Trujillo was undoubtedly born with native gifts for gangsterism and banditry; in his early twenties, he already had a none-too-modest record for robbery, forgery and cattle-rustling. But his vital nutriment was suckled at the poisonous breasts of American imperialism. On his release from jail in 1918, Trujillo joined the National Guard, love-child of our occupational Marines, as a secret service agent. Except for a short period during which he had to leave the National Guard (he rejoined as an ordinary recruit), Trujillo worked his way up by means of graft, robbery and rape. When the American Marines were withdrawn in 1924, he swung into stride with the good old double-cross. One after another, his superiors were swept away until he became head of the whole National Guard. He changed the name to “National Army.” In 1930, Trujillo got down to serious business in Santo Domingo. With the aid of the “National Army,” created and made efficient by the U.S.A; he took over the government and made himself President. Since that time, his early U.S. training and nourishment have borne their deserved fruit: a full grown, bloody, unscrupulous butcher of the first rank.
“We” no longer have troops on the island of Haiti ; but “we” have 30 million dollars there. Trujillo, we take it, is expected to “stabilize” the labor problem. At the present moment, however, his ordinary long-range methods for suppressing revolutionary sentiment are apparently inadequate.
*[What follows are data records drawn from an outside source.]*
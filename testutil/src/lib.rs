// Copyright lowRISC contributors.
// Licensed under the Apache License, Version 2.0, see LICENSE for details.
// SPDX-License-Identifier: Apache-2.0

//! Test-only utilities for building `binio` byte fixtures.

#![deny(missing_docs)]
#![deny(unsafe_code)]

pub mod data;
pub mod hex;
// Copyright lowRISC contributors.
// Licensed under the Apache License, Version 2.0, see LICENSE for details.
// SPDX-License-Identifier: Apache-2.0

//! Provides [`EndianWriter`], a typed writer over a [`Write`].

use crate::io;
use crate::io::Endianness;
use crate::io::Primitive;
use crate::io::Write;

/// A writer of fixed-width values in a fixed byte order.
///
/// This is the mirror image of [`EndianReader`]: writing a value with an
/// `EndianWriter` and reading it back with an [`EndianReader`] of the same
/// byte order reproduces it bit-for-bit.
///
/// Errors from the underlying sink are returned exactly as the sink reported
/// them.
///
/// [`EndianReader`]: struct.EndianReader.html
pub struct EndianWriter<W> {
    inner: W,
    endianness: Endianness,
}

macro_rules! write_methods {
    ($($ty:ident),* $(,)?) => {paste::paste! {$(
        #[doc = "Writes a `" $ty "` in this writer's byte order."]
        #[inline]
        pub fn [<write_ $ty>](&mut self, val: $ty) -> Result<(), io::Error> {
            self.write::<$ty>(val)
        }
    )*}}
}

impl<W: Write> EndianWriter<W> {
    /// Creates a new `EndianWriter` over `inner`, which will emit all values
    /// as `endianness`.
    pub fn new(inner: W, endianness: Endianness) -> Self {
        trace!("new {} endian writer", endianness);
        Self { inner, endianness }
    }

    /// Returns the byte order this writer was created with.
    pub fn endianness(&self) -> Endianness {
        self.endianness
    }

    /// Returns a reference to the underlying sink.
    pub fn get_ref(&self) -> &W {
        &self.inner
    }

    /// Returns a mutable reference to the underlying sink.
    pub fn get_mut(&mut self) -> &mut W {
        &mut self.inner
    }

    /// Unwraps this `EndianWriter`, returning the underlying sink.
    pub fn into_inner(self) -> W {
        self.inner
    }

    /// Writes a single value of type `P`.
    #[inline]
    pub fn write<P: Primitive>(&mut self, val: P) -> Result<(), io::Error> {
        val.write_to(&mut self.inner, self.endianness)
    }

    write_methods!(u8, i8, bool, u16, i16, u32, i32, u64, i64, f32, f64);

    /// Writes `buf` as-is, without any reordering.
    pub fn write_bytes(&mut self, buf: &[u8]) -> Result<(), io::Error> {
        self.inner.write_bytes(buf)
    }

    /// Writes every value in `vals`, in order.
    pub fn write_array<P: Primitive>(
        &mut self,
        vals: &[P],
    ) -> Result<(), io::Error> {
        for &val in vals {
            self.write(val)?;
        }
        Ok(())
    }
}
The approaching “elections,” rumors of growing dissatisfaction, plots and possible revolts, are turning Trujillo to foreign difficulties as a safety valve. Another reason for the latest expedition seems to be Trujillo’s increasing intimacy with Nazi Germany. Hitler could use a convenient base of operations near the Panama Canal. And Trujillo has already completed plans for a land settlement of 40,000 Germans along the Haitian frontier. Many of the Haitians recently killed were squatters on lands which Trujillo intended to give the German settlers.
The U.S. has agreed to join Cuba and Mexico in mediating the dispute between Haiti and Santo Domingo. To expect anything but a whitewashing is, in our opinion, unmitigated optimism. If the negotiations with Germany are of a serious nature, our State Department knows how to substitute Realpolitik for humanitarian self-righteousness. Trujillo, we submit, has no more, if not less, pride than Batista.  And if our State Department knew how to handle Batista, a few dollars more or less should not stand in the way of a friendly – a “good neighbor,” if you will! – understanding between American and Dominican democracy. Certainly, the United States can more easily afford the expense than Germany.
The vice-president of Santo Domingo has an electric sign on his house which reads: “God and Trujillo” – in red, white  and blue. We suggest an addition, to read: “God and Trujillo – and Roosevelt.”